I was fortunate to attend the QS15 conference in San Francisco June 18-20. The three day event was organized by QS Labs. Between the conference and the public expo that followed, this event gathered thousands of people together to learn about new devices and share what they’ve learned from using self-tracking tools and technologies. You can see a copy of the packed agenda here.
I have a lot of notes and thoughts about what I learned at the conference, so I am going to try to break it up in a few ways. I’ll share some more about the early part of my trip first, leading up to my talk, including screen shots from my Moves app. I’ll post later about the talks, companies, technologies and apps that I saw at the conference. I’ll try to keep the posts on the shorter side and topic-specific, but no guarantees.
I flew to San Francisco on on Wednesday June 17th, with a very early wakeup at 4 am. It isn’t unusual for me to be up that early, but it was unusual to be heading to catch a plane. I traveled regularly in my last position as JMP Genomics product manager, but I’ve only made one plane trip in the past four years. I was surprised to find a long line at the RDU airport. My flights were both delayed about 1.5 hours, so I had plenty of time to walk around the RDU and ORD terminals.
I dozed a bit on my first flight while using a meditation app, then started going over my conference presentation and the various data tables I would use for my office hour session. I cleaned up my final table of BodyMedia food logs that I had imported before leaving town. It included foods I had logged from December 21, 2010 through March 29, 2015 when I decided to stop using BodyMedia’s food logging software and switch to MFP. I also consolidated food item names for my first 60 days of data from MyFitnessPal, which I had extracted using the MyFitnessPal Data Downloader Chrome extension and imported using an add-in I wrote previously. (By the way, MFP had a booth at QS15 and I talked to them about data export. It sounds like they are working on providing an export utility for the future and are aware of unsupported add-ins like the one I used. I suggested they make food categories available in the exported data.)

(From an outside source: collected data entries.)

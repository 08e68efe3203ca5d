//! Upload gateway: permanent-storage uploads with progress and independent
//! cancellation, a JSON url-mode re-upload, and the secondary re-host
//! endpoint for produced files.

use std::convert::Infallible;
use std::sync::Arc;

use base64::{engine::general_purpose, Engine as _};
use bytes::Bytes;
use reqwest::multipart;
use serde::Deserialize;
use uuid::Uuid;

use crate::services::cancel::{cancelled, CancelReceiver};
use crate::services::chat::ChatError;
use crate::services::config::ServiceConfig;
use crate::services::retry::{is_retryable_status, is_retryable_transport, RetryConfig};
use crate::session::InlineData;

/// Percentage callback for multipart uploads.
pub type ProgressFn = Arc<dyn Fn(u8) + Send + Sync>;

const UPLOAD_CHUNK_SIZE: usize = 64 * 1024;

/// A file uploaded to permanent storage, with its payload kept inline so the
/// chat request can attach it for analysis.
#[derive(Debug, Clone)]
pub struct UploadedFile {
    pub url: String,
    pub name: String,
    pub mime_type: String,
    pub inline_data: InlineData,
}

#[derive(Debug, Deserialize)]
struct UploaderResponse {
    #[serde(default)]
    hf_url: Option<String>,
    #[serde(default)]
    error: Option<String>,
}

#[derive(Debug, Deserialize)]
struct RehostResponse {
    #[serde(default)]
    success: bool,
    #[serde(default)]
    url: Option<String>,
    #[serde(default)]
    message: Option<String>,
}

#[derive(Clone)]
pub struct UploadGateway {
    http: reqwest::Client,
    upload_url: String,
    rehost_url: String,
    retry: RetryConfig,
}

impl UploadGateway {
    pub fn new(http: reqwest::Client, config: &ServiceConfig) -> Self {
        Self {
            http,
            upload_url: config.upload_url.clone(),
            rehost_url: config.rehost_url.clone(),
            retry: RetryConfig::from_env(),
        }
    }

    /// Upload raw content, reporting percentage progress as the body is
    /// consumed by the transport. Cancellation surfaces as the distinct
    /// cancelled condition, not a generic network error.
    pub async fn upload_file(
        &self,
        content: Vec<u8>,
        file_name: &str,
        mime_type: &str,
        progress: Option<ProgressFn>,
        cancel: &mut CancelReceiver,
    ) -> Result<String, ChatError> {
        let total = content.len().max(1) as u64;
        let mut sent = 0u64;
        let chunks: Vec<Bytes> = content
            .chunks(UPLOAD_CHUNK_SIZE)
            .map(Bytes::copy_from_slice)
            .collect();
        let stream = futures_util::stream::iter(chunks.into_iter().map(move |chunk| {
            sent += chunk.len() as u64;
            if let Some(progress) = progress.as_deref() {
                progress(percent(sent, total));
            }
            Ok::<Bytes, Infallible>(chunk)
        }));

        let part = multipart::Part::stream_with_length(
            reqwest::Body::wrap_stream(stream),
            content.len() as u64,
        )
        .file_name(file_name.to_string())
        .mime_str(mime_type)
        .map_err(|_| ChatError::content(format!("Invalid mime type '{}'", mime_type)))?;
        let form = multipart::Form::new().part("file", part);

        let request = self.http.post(&self.upload_url).multipart(form).send();
        let response = tokio::select! {
            response = request => response.map_err(ChatError::from)?,
            _ = cancelled(cancel) => {
                return Err(ChatError::cancelled("Upload cancelled by user"));
            }
        };

        parse_uploader_response(response).await
    }

    /// Upload a file and keep its base64 payload alongside the permanent
    /// URL, ready to attach to the next chat request.
    pub async fn process_and_upload(
        &self,
        content: Vec<u8>,
        file_name: &str,
        mime_type: &str,
        progress: Option<ProgressFn>,
        cancel: &mut CancelReceiver,
    ) -> Result<UploadedFile, ChatError> {
        let encoded = general_purpose::STANDARD.encode(&content);
        let url = self
            .upload_file(content, file_name, mime_type, progress, cancel)
            .await?;
        Ok(UploadedFile {
            url,
            name: file_name.to_string(),
            mime_type: mime_type.to_string(),
            inline_data: InlineData {
                mime_type: mime_type.to_string(),
                data: encoded,
            },
        })
    }

    /// Ask the uploader to fetch `url` itself and re-host the content.
    /// Retries transient failures; the call is idempotent.
    pub async fn upload_remote_url(
        &self,
        url: &str,
        cancel: &mut CancelReceiver,
    ) -> Result<String, ChatError> {
        let mut last_error: Option<ChatError> = None;

        for attempt in 1..=self.retry.max_attempts {
            let request = self
                .http
                .post(&self.upload_url)
                .json(&serde_json::json!({ "url": url }))
                .send();
            let response = tokio::select! {
                response = request => response,
                _ = cancelled(cancel) => {
                    return Err(ChatError::cancelled("Upload cancelled by user"));
                }
            };

            let response = match response {
                Ok(response) => response,
                Err(err) => {
                    let retryable = is_retryable_transport(&err);
                    let err = ChatError::from(err);
                    if attempt < self.retry.max_attempts && retryable {
                        log::warn!(
                            "Re-upload retry {}/{} after error: {}",
                            attempt + 1,
                            self.retry.max_attempts,
                            err
                        );
                        last_error = Some(err);
                        tokio::time::sleep(self.retry.backoff(attempt)).await;
                        continue;
                    }
                    return Err(err);
                }
            };

            if attempt < self.retry.max_attempts && is_retryable_status(response.status()) {
                let status = response.status();
                log::warn!(
                    "Re-upload retry {}/{} after HTTP {}",
                    attempt + 1,
                    self.retry.max_attempts,
                    status
                );
                last_error = Some(ChatError::server(format!("Uploader error: HTTP {}", status)));
                tokio::time::sleep(self.retry.backoff(attempt)).await;
                continue;
            }

            return parse_uploader_response(response).await;
        }

        Err(last_error.unwrap_or_else(|| ChatError::network("Re-upload retry limit exceeded")))
    }

    /// Push produced bytes to the secondary hosting server and return the
    /// public URL.
    pub async fn rehost(
        &self,
        content: Vec<u8>,
        file_name: &str,
        cancel: &mut CancelReceiver,
    ) -> Result<String, ChatError> {
        let part = multipart::Part::bytes(content).file_name(file_name.to_string());
        let form = multipart::Form::new().part("image", part);

        let request = self.http.post(&self.rehost_url).multipart(form).send();
        let response = tokio::select! {
            response = request => response.map_err(ChatError::from)?,
            _ = cancelled(cancel) => {
                return Err(ChatError::cancelled("Upload cancelled by user"));
            }
        };

        let status = response.status();
        let body = response.text().await.map_err(ChatError::from)?;
        if !status.is_success() {
            let detail = if body.trim().is_empty() {
                format!("HTTP {}", status)
            } else {
                body
            };
            return Err(ChatError::server(format!("Re-host failed: {}", detail)));
        }

        let parsed: RehostResponse = serde_json::from_str(&body)
            .map_err(|_| ChatError::malformed("Unexpected re-host server response"))?;
        if !parsed.success {
            return Err(ChatError::server(
                parsed
                    .message
                    .unwrap_or_else(|| "Re-host server rejected the file".to_string()),
            ));
        }
        parsed
            .url
            .ok_or_else(|| ChatError::malformed("Re-host response missing 'url'"))
    }

    /// Download transient content and push it to the re-host endpoint.
    pub async fn fetch_and_rehost(
        &self,
        source_url: &str,
        cancel: &mut CancelReceiver,
    ) -> Result<String, ChatError> {
        let request = self.http.get(source_url).send();
        let response = tokio::select! {
            response = request => response.map_err(ChatError::from)?,
            _ = cancelled(cancel) => {
                return Err(ChatError::cancelled("Upload cancelled by user"));
            }
        };
        if !response.status().is_success() {
            return Err(ChatError::server(format!(
                "Fetching source content failed: HTTP {}",
                response.status()
            )));
        }
        let bytes = response.bytes().await.map_err(ChatError::from)?.to_vec();
        let file_name = file_name_from_url(source_url)
            .unwrap_or_else(|| format!("generated_{}.webp", Uuid::new_v4().simple()));
        self.rehost(bytes, &file_name, cancel).await
    }
}

async fn parse_uploader_response(response: reqwest::Response) -> Result<String, ChatError> {
    let status = response.status();
    let body = response.text().await.map_err(ChatError::from)?;
    let parsed: Option<UploaderResponse> = serde_json::from_str(&body).ok();

    if !status.is_success() {
        return Err(ChatError::server(
            parsed
                .and_then(|p| p.error)
                .unwrap_or_else(|| format!("Uploader error: HTTP {}", status)),
        ));
    }
    parsed
        .ok_or_else(|| {
            ChatError::malformed(format!("Unexpected uploader response (HTTP {})", status))
        })?
        .hf_url
        .ok_or_else(|| ChatError::malformed("Uploader response missing 'hf_url'"))
}

fn percent(sent: u64, total: u64) -> u8 {
    ((sent.min(total) * 100) / total) as u8
}

fn file_name_from_url(url: &str) -> Option<String> {
    let path = url.split(['?', '#']).next()?;
    let name = path.rsplit('/').next()?;
    if name.contains('.') {
        Some(name.to_string())
    } else {
        None
    }
}

#[cfg(test)]
mod tests {
    use super::*;

    #[test]
    fn test_percent_clamps() {
        assert_eq!(percent(0, 100), 0);
        assert_eq!(percent(50, 100), 50);
        assert_eq!(percent(100, 100), 100);
        assert_eq!(percent(250, 100), 100);
    }

    #[test]
    fn test_file_name_from_url() {
        assert_eq!(
            file_name_from_url("https://x/space/img.webp?download=1").as_deref(),
            Some("img.webp")
        );
        assert_eq!(file_name_from_url("https://x/space/noext"), None);
    }
}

I also reviewed the final tables of my summarized activity and sleep data from BodyMedia that I had imported from Excel and Zenobase. I deleted scripts I didn’t need and added new ones to show useful trends in my data. After a plane change in Chicago, I was on my way to San Francisco.
Once I arrived, I took a shuttle from the airport to the Holiday Inn at Fisherman’s Wharf. I was thrilled that the hotel was so close to Lombard Street, which is one of my favorite places to walk when I visit San Francisco. I got settled and put on some walking clothes so that I could check out the conference venue down at The Fort Mason Center and visit Lombard Street.
I also stopped to have some dinner at Blue Mermaid Chowder House. The waiter was from Rochester, NY, about an hour and a half from where I grew up in Rome, NY. After dinner, I walked back to the hotel, practiced my talk a few times and went to bed early.
The next morning I reviewed my talk again. I have never practiced a talk so much as I practiced this one. The format was new to me-a modified Ignite format that used 30 slides in seven and a half minutes. In other words, I had ~15 seconds per slide. It took a lot of evaluating and reorganizing the talk to finally get it right, but I liked the way it turned out. I will plan to post a link of my talk when it becomes available. A Picture is Worth 1000 Calories notes 6-16-15 is a pdf of my talk with notes included to give an idea of what I said for each slide.
Conference organizer Stephen Jonas had made some really helpful suggestions when we had reviewed it together a few weeks before. He suggested that I place more focus more on how I had managed to collect such detailed data about my eating and use my visualizations the centerpiece of the talk. I did use weight loss and maintenance to motivate why I was interested in this area, but I think the final talk flowed much better after implementing Steven’s suggestions.
All of the QS Labs people I met at the conference were just amazing. It was fantastic to meet Steven in person and also Ernesto Ramirez, who I had talked to for a QS Labs podcast recently, and of course Gary Wolf, who gave the first talk I ever saw on the topic of quantified self. I was really impressed with Gary’s thoughtful questions for conference participants as the days went on. Gary, Ernesto and Steven clearly have a passion for the technologies, approaches, and personal learning that embody the quantified self movement.
Backstage, I told Gary the story about how I had seen his TED talk from summer 2010 which helped inspire me to purchase my BodyMedia FIT activity monitor in December 2010. Over the next few years, I focused on collecting my own data through my pregnancy and post baby weight loss and transitioning into maintenance. It was only after I started working through extracting my data for my JMP Discovery project in 2014 that Gary’s QS TED talk resurfaced for me. My dad caught a PBS program that mentioned quantified self, came across the TED talk and showed it to me. As I watched it, I remembered that I had seen it before. Hilariously, my dad was very excited to find out that there were a lot more people than just me obsessing about collecting data on themselves!
I’m going to wrap up this post because the kids and dogs are restless and I need to get ready for my last half day of work before the long holiday weekend! I’ll continue on with the conference posts as time permits.